AbCellera Biologics Inc. has announced a collaboration with Fabio Rossi, MD, PhD, and Michael Underhill, PhD, of the University of British Columbia, to develop therapeutic antibodies for the treatment of Duchenne muscular dystrophy-associated fibrosis.
“It is immensely satisfying to see many years of investment in the basic science now being translated towards therapies for patients in need, and that this work will lead to economic benefits here in [British Columbia],” Rossi said in a press release. Rossi is a professor in the university’s Department of Medical Genetics and co-director of the Biomedical Research Centre.
Muscle fibrosis, which involves scarring of muscle tissue, plays a very important role in the disease development and progression of Duchenne muscular dystrophy (DMD). Fibrosis of the liver or other organs is of concern in a number of diseases. So, any anti-fibrosis therapies could find wider applications beyond muscle fibrosis in DMD.

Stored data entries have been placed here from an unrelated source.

//! Edit Item Modal Component
//!
//! Fetches the chosen item, fills the form from it, and submits the update.

use leptos::logging::log;
use leptos::prelude::*;
use leptos::task::spawn_local;

use crate::api::{self, Action};
use crate::components::editor_target::ModalTarget;
use crate::components::form_fields::{ItemFields, QuestionFields};
use crate::components::modal::Modal;
use crate::context::use_app_context;
use crate::dialog;
use crate::forms::{self, AdminForm};
use crate::models::Endpoint;
use crate::payload::FormMode;
use crate::prefill::prefill;

#[component]
pub fn EditItemModal(target: RwSignal<Option<ModalTarget>>) -> impl IntoView {
    let ctx = use_app_context();
    let form = AdminForm::builder(ctx.endpoint.get_untracked())
        .mode(FormMode::Edit(0))
        .build();
    let (loading, set_loading) = signal(false);

    let editing = move || match target.get() {
        Some(ModalTarget::Edit(endpoint, id)) => Some((endpoint, id)),
        _ => None,
    };

    let close = move || {
        form.reset();
        target.set(None);
    };

    // Reset, fetch, populate whenever a new edit target is picked
    Effect::new(move |_| {
        let Some((endpoint, id)) = editing() else {
            return;
        };
        form.retarget(endpoint, FormMode::Edit(id));
        set_loading.set(true);
        log!("[EDIT] Fetching {} #{}", endpoint.as_str(), id);

        let config = ctx.config();
        spawn_local(async move {
            let loaded = match api::fetch_item(&config, endpoint, id).await {
                Ok(body) => prefill(endpoint, body),
                Err(e) => Err(e),
            };
            // Closed or switched to another item while the fetch was in flight
            if target.get_untracked() != Some(ModalTarget::Edit(endpoint, id)) {
                return;
            }
            match loaded {
                Ok(values) => {
                    form.apply_prefill(values);
                    set_loading.set(false);
                }
                Err(e) => {
                    dialog::report_failure(Action::Fetch, &e);
                    close();
                }
            }
        });
    });

    let on_submit = move |ev: web_sys::SubmitEvent| {
        ev.prevent_default();
        let config = ctx.config();
        spawn_local(async move {
            match forms::submit(form, config).await {
                Ok(message) => {
                    close();
                    ctx.finish_mutation(&message);
                }
                Err(e) => dialog::report_failure(Action::Update, &e),
            }
        });
    };

    let title = Signal::derive(move || format!("Edit {}", form.endpoint.get().label()));

    view! {
        <Modal
            open=Signal::derive(move || editing().is_some())
            title=title
            on_close=Callback::new(move |_| close())
        >
            <form id="editForm" on:submit=on_submit>
                <div class="modal-body">
                    {move || {
                        if loading.get() {
                            return view! { <p class="text-muted">"Loading..."</p> }.into_any();
                        }
                        match form.endpoint.get() {
                            Endpoint::Question => view! {
                                <QuestionFields form=form select_id="editQuestionTypeSelect" media_required=false />
                            }.into_any(),
                            _ => view! { <ItemFields form=form with_level_id=false /> }.into_any(),
                        }
                    }}
                </div>
                <div class="modal-footer">
                    <button type="button" class="btn btn-secondary" on:click=move |_| close()>
                        "Cancel"
                    </button>
                    <button type="submit" class="btn btn-primary confirm-edit-btn" disabled=move || loading.get()>
                        "Save Changes"
                    </button>
                </div>
            </form>
        </Modal>
    }
}
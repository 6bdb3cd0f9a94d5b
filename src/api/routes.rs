//! API Routes
//!
//! Method and path for every call the dashboard makes.

use crate::models::Endpoint;
use crate::payload::FormMode;

#[derive(Debug, Clone, Copy, PartialEq, Eq)]
pub enum HttpMethod {
    Get,
    Post,
    Put,
    Delete,
}

impl HttpMethod {
    pub fn as_str(&self) -> &'static str {
        match self {
            HttpMethod::Get => "GET",
            HttpMethod::Post => "POST",
            HttpMethod::Put => "PUT",
            HttpMethod::Delete => "DELETE",
        }
    }
}

#[derive(Debug, Clone, PartialEq, Eq)]
pub struct Route {
    pub method: HttpMethod,
    pub path: String,
}

impl Route {
    fn new(method: HttpMethod, path: String) -> Self {
        Self { method, path }
    }
}

impl std::fmt::Display for Route {
    fn fmt(&self, f: &mut std::fmt::Formatter<'_>) -> std::fmt::Result {
        write!(f, "{} {}", self.method.as_str(), self.path)
    }
}

pub fn list_route(endpoint: Endpoint) -> Route {
    Route::new(HttpMethod::Get, format!("/api/general/{}", endpoint.as_str()))
}

pub fn fetch_route(endpoint: Endpoint, id: u32) -> Route {
    Route::new(HttpMethod::Get, format!("/api/general/{}/{}", endpoint.as_str(), id))
}

pub fn delete_route(endpoint: Endpoint, id: u32) -> Route {
    Route::new(HttpMethod::Delete, format!("/api/general/{}/{}", endpoint.as_str(), id))
}

/// Create/update route. Questions go through the question API; the section
/// id is only used when creating.
pub fn submit_route(endpoint: Endpoint, mode: FormMode, section_id: Option<i64>) -> Route {
    match (endpoint, mode) {
        (Endpoint::Question, FormMode::Create) => {
            let path = match section_id {
                Some(id) => format!("/api/question?section_id={}", id),
                None => "/api/question".to_string(),
            };
            Route::new(HttpMethod::Post, path)
        }
        (Endpoint::Question, FormMode::Edit(id)) => {
            Route::new(HttpMethod::Put, format!("/api/question/{}", id))
        }
        (_, FormMode::Create) => {
            Route::new(HttpMethod::Post, format!("/api/general/{}", endpoint.as_str()))
        }
        (_, FormMode::Edit(id)) => {
            Route::new(HttpMethod::Put, format!("/api/general/{}/{}", endpoint.as_str(), id))
        }
    }
}

#[cfg(test)]
mod tests {
    use super::*;

    #[test]
    fn test_question_routes() {
        assert_eq!(
            submit_route(Endpoint::Question, FormMode::Create, Some(3)).to_string(),
            "POST /api/question?section_id=3"
        );
        assert_eq!(
            submit_route(Endpoint::Question, FormMode::Edit(17), Some(3)).to_string(),
            "PUT /api/question/17"
        );
    }

    #[test]
    fn test_general_routes() {
        assert_eq!(
            submit_route(Endpoint::Level, FormMode::Create, None).to_string(),
            "POST /api/general/level"
        );
        assert_eq!(
            submit_route(Endpoint::Section, FormMode::Edit(8), None).to_string(),
            "PUT /api/general/section/8"
        );
        assert_eq!(fetch_route(Endpoint::Question, 5).to_string(), "GET /api/general/question/5");
        assert_eq!(list_route(Endpoint::Section).to_string(), "GET /api/general/section");
    }

    #[test]
    fn test_delete_goes_through_general_api_for_every_kind() {
        assert_eq!(
            delete_route(Endpoint::Question, 42),
            Route {
                method: HttpMethod::Delete,
                path: "/api/general/question/42".to_string()
            }
        );
        assert_eq!(delete_route(Endpoint::Level, 1).path, "/api/general/level/1");
    }
}
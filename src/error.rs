//! Error Types
//!
//! Every failure an admin action can hit. Components turn these into alerts.

use thiserror::Error;

/// Client-side form validation failures. Messages are shown to the user as-is.
#[derive(Debug, Clone, PartialEq, Eq, Error)]
pub enum ValidationError {
    #[error("Section ID is required to add a question.")]
    MissingSectionId,
    #[error("Level ID is required to create a section.")]
    MissingLevelId,
    #[error("{field} must be a whole number, got \"{value}\".")]
    NotANumber { field: &'static str, value: String },
    #[error("Invalid question type selected.")]
    InvalidAnswerType,
    #[error("All choice contents must be filled for multiple-choice questions.")]
    EmptyChoice,
    #[error("At least one correct choice is required for multiple-choice questions.")]
    NoCorrectChoice,
    #[error("Correct answer is required for fill-in-the-blank questions.")]
    MissingCorrectAnswer,
    #[error("Media file is required for image/video questions.")]
    MissingMedia,
}

#[derive(Debug, Clone, PartialEq, Error)]
pub enum AdminError {
    #[error(transparent)]
    Validation(#[from] ValidationError),

    /// The request never produced a response
    #[error("network error: {0}")]
    Network(String),

    /// Non-2xx response, whatever the body says
    #[error("{status_text} ({status}){}", .message.as_deref().map(|m| format!(" - {}", m)).unwrap_or_default())]
    Http {
        status: u16,
        status_text: String,
        message: Option<String>,
    },

    #[error("unexpected response body: {0}")]
    Decode(String),

    #[error("no admin token found in browser storage under \"{0}\"; sign in again")]
    MissingCredential(String),

    #[error("missing form element: {0}")]
    MissingElement(&'static str),

    #[error("browser API failed: {0}")]
    Browser(String),
}

impl AdminError {
    /// Wrap a `JsValue` error from a web-sys call
    pub fn browser(err: impl std::fmt::Debug) -> Self {
        AdminError::Browser(format!("{:?}", err))
    }

    pub fn is_validation(&self) -> bool {
        matches!(self, AdminError::Validation(_))
    }
}

impl From<gloo_net::Error> for AdminError {
    fn from(err: gloo_net::Error) -> Self {
        match err {
            gloo_net::Error::SerdeError(e) => AdminError::Decode(e.to_string()),
            other => AdminError::Network(other.to_string()),
        }
    }
}

impl From<serde_json::Error> for AdminError {
    fn from(err: serde_json::Error) -> Self {
        AdminError::Decode(err.to_string())
    }
}

#[cfg(test)]
mod tests {
    use super::*;

    #[test]
    fn test_http_error_display_with_and_without_message() {
        let with = AdminError::Http {
            status: 400,
            status_text: "BAD REQUEST".to_string(),
            message: Some("Invalid endpoint: lvl".to_string()),
        };
        assert_eq!(with.to_string(), "BAD REQUEST (400) - Invalid endpoint: lvl");

        let without = AdminError::Http {
            status: 500,
            status_text: "INTERNAL SERVER ERROR".to_string(),
            message: None,
        };
        assert_eq!(without.to_string(), "INTERNAL SERVER ERROR (500)");
    }

    #[test]
    fn test_validation_error_is_transparent() {
        let err: AdminError = ValidationError::NoCorrectChoice.into();
        assert!(err.is_validation());
        assert_eq!(
            err.to_string(),
            "At least one correct choice is required for multiple-choice questions."
        );
    }
}
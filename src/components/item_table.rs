//! Item Table Component
//!
//! Rows of the current endpoint with Edit and Delete buttons.

use leptos::prelude::*;

use crate::components::editor_target::ModalTarget;
use crate::models::{Endpoint, ItemRecord};
use crate::store::{use_admin_store, AdminStateStoreFields};

/// Rows that can be acted on: records without an id are skipped
fn actionable_rows(rows: &[ItemRecord]) -> Vec<(u32, ItemRecord)> {
    rows.iter()
        .filter_map(|row| row.id.map(|id| (id, row.clone())))
        .collect()
}

fn count_text(count: usize, loading: bool) -> String {
    match (count, loading) {
        (_, true) => "Loading...".to_string(),
        (1, false) => "1 item".to_string(),
        (n, false) => format!("{} items", n),
    }
}

#[component]
pub fn ItemTable(target: RwSignal<Option<ModalTarget>>) -> impl IntoView {
    let store = use_admin_store();

    let rows = move || {
        let Some(endpoint) = store.endpoint().get() else {
            return Vec::new();
        };
        actionable_rows(&store.rows().read())
            .into_iter()
            .map(|(id, row)| (endpoint, id, row))
            .collect::<Vec<(Endpoint, u32, ItemRecord)>>()
    };

    view! {
        <Show when=move || store.load_error().read().is_some()>
            <div class="alert alert-danger" role="alert">
                {move || store.load_error().get().unwrap_or_default()}
            </div>
        </Show>

        <table class="table table-striped item-table">
            <thead>
                <tr>
                    <th>"ID"</th>
                    <th>"Name"</th>
                    <th>"Parent"</th>
                    <th>"Actions"</th>
                </tr>
            </thead>
            <tbody>
                <For
                    each=rows
                    // Every displayed field, so an edit re-renders its row
                    key=|(endpoint, id, row)| (*endpoint, *id, row.title(), row.parent_label())
                    children=move |(endpoint, id, row)| {
                        view! {
                            <tr>
                                <td>{id}</td>
                                <td>{row.title()}</td>
                                <td>{row.parent_label().unwrap_or_default()}</td>
                                <td>
                                    <button
                                        class="btn btn-sm btn-outline-primary edit-btn"
                                        data-id=id
                                        on:click=move |_| target.set(Some(ModalTarget::Edit(endpoint, id)))
                                    >
                                        "Edit"
                                    </button>
                                    " "
                                    <button
                                        class="btn btn-sm btn-outline-danger delete-btn"
                                        data-id=id
                                        on:click=move |_| target.set(Some(ModalTarget::Delete(endpoint, id)))
                                    >
                                        "Delete"
                                    </button>
                                </td>
                            </tr>
                        }
                    }
                />
            </tbody>
        </table>

        <p class="item-count">
            {move || count_text(store.rows().read().len(), store.loading().get())}
        </p>
    }
}

#[cfg(test)]
mod tests {
    use super::*;

    fn record(id: Option<u32>, name: &str) -> ItemRecord {
        ItemRecord {
            id,
            name: Some(name.to_string()),
            ..Default::default()
        }
    }

    #[test]
    fn test_actionable_rows_skips_missing_ids() {
        let rows = vec![record(Some(1), "Easy"), record(None, "Ghost"), record(Some(3), "Hard")];
        let ids: Vec<u32> = actionable_rows(&rows).into_iter().map(|(id, _)| id).collect();
        assert_eq!(ids, vec![1, 3]);
    }

    #[test]
    fn test_count_text() {
        assert_eq!(count_text(0, false), "0 items");
        assert_eq!(count_text(1, false), "1 item");
        assert_eq!(count_text(12, false), "12 items");
        assert_eq!(count_text(12, true), "Loading...");
    }
}
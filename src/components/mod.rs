//! UI Components
//!
//! Leptos components for the admin dashboard.

mod choice_list;
mod type_selector;
mod drop_zone;
mod media_preview;
mod modal;
mod editor_target;
mod form_fields;
mod add_item_modal;
mod edit_item_modal;
mod delete_confirm_modal;
mod item_table;
mod endpoint_tab_bar;

pub use choice_list::ChoiceRows;
pub use editor_target::ModalTarget;
pub use add_item_modal::AddItemModal;
pub use edit_item_modal::EditItemModal;
pub use delete_confirm_modal::DeleteConfirmModal;
pub use item_table::ItemTable;
pub use endpoint_tab_bar::EndpointTabBar;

“Effective treatments that prevent fibrosis would be life-changing for people living with DMD by slowing disease progression and improving quality of life,” said Catalina Lopez-Correa, MD, PhD. She is chief scientific officer and vice president at Genome BC. “We invest in projects that will make a difference in the lives of British Columbians and this type of therapy has the potential to make a significant impact.”
The $3.5 million provided by AbCellera Biologics Inc. will help in this collaboration, which involves discovering and engineering a range of antibodies. Antibodies then will be selected by the university team for testing in animal models. The ultimate aim is to reach a therapeutic product that can be submitted as part of an investigational new drug application.
“As a spin-off built on research done at UBC’s Michael Smith Laboratories, we are thrilled that AbCellera’s success is propagating a virtuous circle of innovation,” said Carl Hansen, PhD, CEO of AbCellera. “We are now positioned to engage with UBC’s outstanding researchers and enable the translation of basic science into new therapies for patients.”
The project is part of the the Genomics Application Partnership Program (GAPP), which is a $6.5 million project that supports collaborations between universities and the industry. Genome BC and Genome Canada will be contributing $3 million of this money.